It certainly has its share of dedicated, Saturday morning art shoppers. But as the temps soared to 102, and the art crowd thinned, I was left with time to observe the rest. I have spent a lot of time at street fair art shows, and have identified a number of types who habituate in any city. It's risky to draw conclusions, I suppose, especially when part of one's income depends upon them, but here they are: ranked from most likely to buy, on down. 


Single Women: Whether wearing rings or not, women who shop alone are the drivers of American cultural life. Confident, decisive, businesslike, they embrace their traditional role of home decorator in concert with their more recent economic independence. Whether Grad-school aged, 30-Something, or middle aged they are a force to be reckoned with, and they know it. Despite this, they love hearing what you have to say about particular pieces. If you have them in your booth, your show prospects just got better. 

Couples: Whether gay, lesbian or hetero, they collect and buy together. Decision-making is naturally more complex, so you often get multiple visits and comparison shopping. I'm not a salesman and tend to let the work speak for itself, so this suits me fine. Unlike single women, they require little work, since it's the couple that does all the selling, to each other. I get a very romantic feeling watching them decide. If they strart pointing to one of your larger works and discussing which wall it might look best on, you are about to make your booth fee. An important exception is the couple that is there as part of some quality time /sportsbar time trade off. The man usually stands impatiently outside the tent while the woman looks at art. I don't know what this portends for their relationship, but no matter how enthusiastic she may be, you will not sell so much as a postage stamp to her until she dumps him.

Friends: To paraphrase Freewheelin' Franklin- times of friends, and no sales, will get you through better than times of sales, and no friends. Friends fill the boring parts of a show, and make your booth seem more popular than it is. They help you break down and set up, which is hot grungy work. Besides, friends buy an amazing amount of art, even though they often know they can trade for it, or just wait till I give it to them. 

Students, hipsters: A relatively small, but very gratifying portion of my typical sales.

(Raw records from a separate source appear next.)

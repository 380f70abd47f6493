use tracing_subscriber::{layer::SubscriberExt, util::SubscriberInitExt};

/// Install the global subscriber: JSON lines on stdout, level from
/// `RUST_LOG` (default `info`). actix-web's `Logger` output is bridged in
/// from the `log` facade.
pub fn init_telemetry() {
    let env_filter = tracing_subscriber::EnvFilter::try_from_default_env()
        .unwrap_or_else(|_| tracing_subscriber::EnvFilter::new("info"));

    let formatting_layer = tracing_subscriber::fmt::layer()
        .with_writer(std::io::stdout)
        .json();

    tracing_subscriber::registry()
        .with(env_filter)
        .with(formatting_layer)
        .init();
}
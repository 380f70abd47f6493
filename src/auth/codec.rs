/// Token signing and parsing
///
/// HS256 over a secret shared by the whole service. `parse` only returns
/// claims after the signature has been verified; expiry and type policy
/// are left to the token service so their check order stays explicit.

use chrono::{DateTime, Utc};
use jsonwebtoken::errors::ErrorKind;
use jsonwebtoken::{decode, encode, Algorithm, DecodingKey, EncodingKey, Header, Validation};
use uuid::Uuid;

use crate::auth::claims::{Claims, ParsedToken, TokenType};
use crate::error::TokenError;

#[derive(Clone)]
pub struct TokenCodec {
    encoding_key: EncodingKey,
    decoding_key: DecodingKey,
    validation: Validation,
}

impl TokenCodec {
    pub fn new(secret: &[u8]) -> Self {
        let mut validation = Validation::new(Algorithm::HS256);
        // Expiry is a policy decision, checked after the type.
        validation.validate_exp = false;
        validation.set_required_spec_claims(&["exp", "sub", "iss"]);

        Self {
            encoding_key: EncodingKey::from_secret(secret),
            decoding_key: DecodingKey::from_secret(secret),
            validation,
        }
    }

    /// Sign a token of the given type for `subject`.
    ///
    /// # Errors
    /// `TokenError::Encoding` if the claims cannot be serialized or signed.
    pub fn sign(
        &self,
        subject: Uuid,
        token_type: TokenType,
        issued_at: DateTime<Utc>,
        expires_at: DateTime<Utc>,
    ) -> Result<String, TokenError> {
        self.sign_claims(&Claims::new(subject, token_type, issued_at, expires_at))
    }

    /// Sign arbitrary claims. `sign` is the entry point for well-formed
    /// tokens; this exists for callers that already hold a `Claims` value.
    pub fn sign_claims(&self, claims: &Claims) -> Result<String, TokenError> {
        encode(&Header::new(Algorithm::HS256), claims, &self.encoding_key)
            .map_err(|e| TokenError::Encoding(e.to_string()))
    }

    /// Verify the signature and extract the claims.
    ///
    /// # Errors
    /// - `TokenError::SignatureInvalid` if the integrity check fails
    /// - `TokenError::Malformed` if the token cannot be decoded or a
    ///   required claim is missing
    pub fn parse(&self, token: &str) -> Result<ParsedToken, TokenError> {
        let segments: Vec<&str> = token.split('.').collect();
        let [_header, _payload, signature] = segments[..] else {
            return Err(TokenError::Malformed);
        };

        // A signature outside the base64url alphabet can never verify.
        if !signature
            .bytes()
            .all(|b| b.is_ascii_alphanumeric() || b == b'-' || b == b'_')
        {
            return Err(TokenError::SignatureInvalid);
        }

        decode::<Claims>(token, &self.decoding_key, &self.validation)
            .map(|data| ParsedToken::from(data.claims))
            .map_err(|e| {
                let kind = classify(e.kind());
                tracing::debug!(error = %e, classified = %kind, "Token parsing failed");
                kind
            })
    }
}

fn classify(kind: &ErrorKind) -> TokenError {
    match kind {
        ErrorKind::InvalidSignature | ErrorKind::InvalidAlgorithm => TokenError::SignatureInvalid,
        ErrorKind::ExpiredSignature => TokenError::Expired,
        _ => TokenError::Malformed,
    }
}

#[cfg(test)]
mod tests {
    use super::*;
    use chrono::Duration;

    const SECRET: &[u8] = b"test-secret-key-at-least-32-characters-long";

    fn signed(codec: &TokenCodec, token_type: TokenType) -> (Uuid, String) {
        let user_id = Uuid::new_v4();
        let now = Utc::now();
        let token = codec
            .sign(user_id, token_type, now, now + Duration::hours(1))
            .expect("Failed to sign token");
        (user_id, token)
    }

    #[test]
    fn test_sign_and_parse() {
        let codec = TokenCodec::new(SECRET);
        let (user_id, token) = signed(&codec, TokenType::Access);

        let parsed = codec.parse(&token).expect("Failed to parse token");
        assert_eq!(parsed.subject, user_id.to_string());
        assert_eq!(parsed.token_type(), Some(TokenType::Access));
        assert_eq!(parsed.expires_at - parsed.issued_at, 3600);
    }

    #[test]
    fn test_expired_token_still_parses() {
        let codec = TokenCodec::new(SECRET);
        let now = Utc::now();
        let token = codec
            .sign(Uuid::new_v4(), TokenType::Refresh, now - Duration::days(2), now - Duration::days(1))
            .unwrap();

        let parsed = codec.parse(&token).expect("expiry is not a codec concern");
        assert!(parsed.is_expired_at(now));
    }

    #[test]
    fn test_wrong_secret() {
        let (_, token) = signed(&TokenCodec::new(SECRET), TokenType::Access);
        let other = TokenCodec::new(b"another-secret-key-also-32-characters");

        assert_eq!(other.parse(&token), Err(TokenError::SignatureInvalid));
    }

    #[test]
    fn test_swapped_payload() {
        let codec = TokenCodec::new(SECRET);
        let (_, victim) = signed(&codec, TokenType::Access);
        let (_, forged) = signed(&codec, TokenType::Refresh);

        let victim_parts: Vec<&str> = victim.split('.').collect();
        let forged_parts: Vec<&str> = forged.split('.').collect();
        let spliced = format!("{}.{}.{}", victim_parts[0], forged_parts[1], victim_parts[2]);

        assert_eq!(codec.parse(&spliced), Err(TokenError::SignatureInvalid));
    }

    #[test]
    fn test_every_single_bit_mutation_of_signature() {
        let codec = TokenCodec::new(SECRET);
        let (_, token) = signed(&codec, TokenType::Access);
        let signature_start = token.rfind('.').unwrap() + 1;

        for index in signature_start..token.len() {
            for bit in 0..7 {
                let mut bytes = token.clone().into_bytes();
                bytes[index] ^= 1 << bit;
                // A byte turned into '.' splits the token into four segments.
                let expected = if bytes[index] == b'.' {
                    TokenError::Malformed
                } else {
                    TokenError::SignatureInvalid
                };
                let mutated = String::from_utf8(bytes).expect("ASCII stays ASCII");

                assert_eq!(
                    codec.parse(&mutated),
                    Err(expected),
                    "mutation at byte {} bit {} was not rejected",
                    index,
                    bit
                );
            }
        }
    }

    #[test]
    fn test_missing_subject_is_malformed() {
        #[derive(serde::Serialize)]
        struct NoSubject {
            iss: String,
            iat: i64,
            exp: i64,
        }

        let now = Utc::now().timestamp();
        let token = encode(
            &Header::new(Algorithm::HS256),
            &NoSubject { iss: "access".to_string(), iat: now, exp: now + 60 },
            &EncodingKey::from_secret(SECRET),
        )
        .unwrap();

        assert_eq!(TokenCodec::new(SECRET).parse(&token), Err(TokenError::Malformed));
    }

    #[test]
    fn test_garbage_is_malformed() {
        let codec = TokenCodec::new(SECRET);

        assert_eq!(codec.parse(""), Err(TokenError::Malformed));
        assert_eq!(codec.parse("not-a-token"), Err(TokenError::Malformed));
        assert_eq!(codec.parse("invalid.token.here"), Err(TokenError::Malformed));
    }

    #[test]
    fn test_extra_segment_is_malformed() {
        let codec = TokenCodec::new(SECRET);
        let (_, token) = signed(&codec, TokenType::Access);

        assert_eq!(codec.parse(&format!("{}.x", token)), Err(TokenError::Malformed));
        assert_eq!(codec.parse(&format!("{}.", token)), Err(TokenError::Malformed));
        assert_eq!(codec.parse("a.b.c.x"), Err(TokenError::Malformed));
    }
}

Fun and enthusiastic, they are often artists themselves. Let us now praise those forward thinkers who spend more on tattoos, piercings and weird art than they do on their cars. 

Single Men: They seem fewer, and less conversational, than the women. But they do buy art. 

Overthinkers, Stalkers: For whatever reason, and it may be very legitimate, they have a hard time committing or permitting themselves to buy. They return often, or cruise by, are sometimes forthright about their circumstances, and sometimes hover just around the corner, peering at the object of their desire. Sometimes you can get them off the fence by offering a deal, usually not. I suppose that some, burned by the memory of the piece that got away, graduate to more stable finances or decisive frames of mind, and become buyers, but a few return years on end, inquiring about the same piece. 

Praisers, Activists: They tend to genuinely like the work. They solicit for art donations for charity ( I donate regularly, if the charity is competent and respectful), for other shows that need more artists, or sometimes they thank you for coming to their small-to-midsized town so that they will be exposed to more and better art. All very nice, and I know there are artists being paid by some public or private funding for this purpose, arts education. But once I've sweated the framing and the set-up, and it may be cynical, then the only meaningful praise is the kind accompanied by a checkbook being opened.

Giclee buyers: They've made the important leap from throwing up the first Bronco poster that comes their way, to seeing walls as an important place for personal expression. But you could make a case that hanging street corner band flyers, or old movie posters, or magazine or comic book covers would be a more authentic (and cheaper) form of expression. 

Strollers, Looky-loos They wear a lot of Nike, or Bronco apparel, and saunter by with their ice-creams without purpose, or even focusing their eyes. They sometimes will actually enter the tent, but only to cut through to the ice cream stand. They only stop to park their massive strollers or large, panting dogs (poor doggies!) in front of your hottest-selling bin while they chat about ice cream on their cell phones. 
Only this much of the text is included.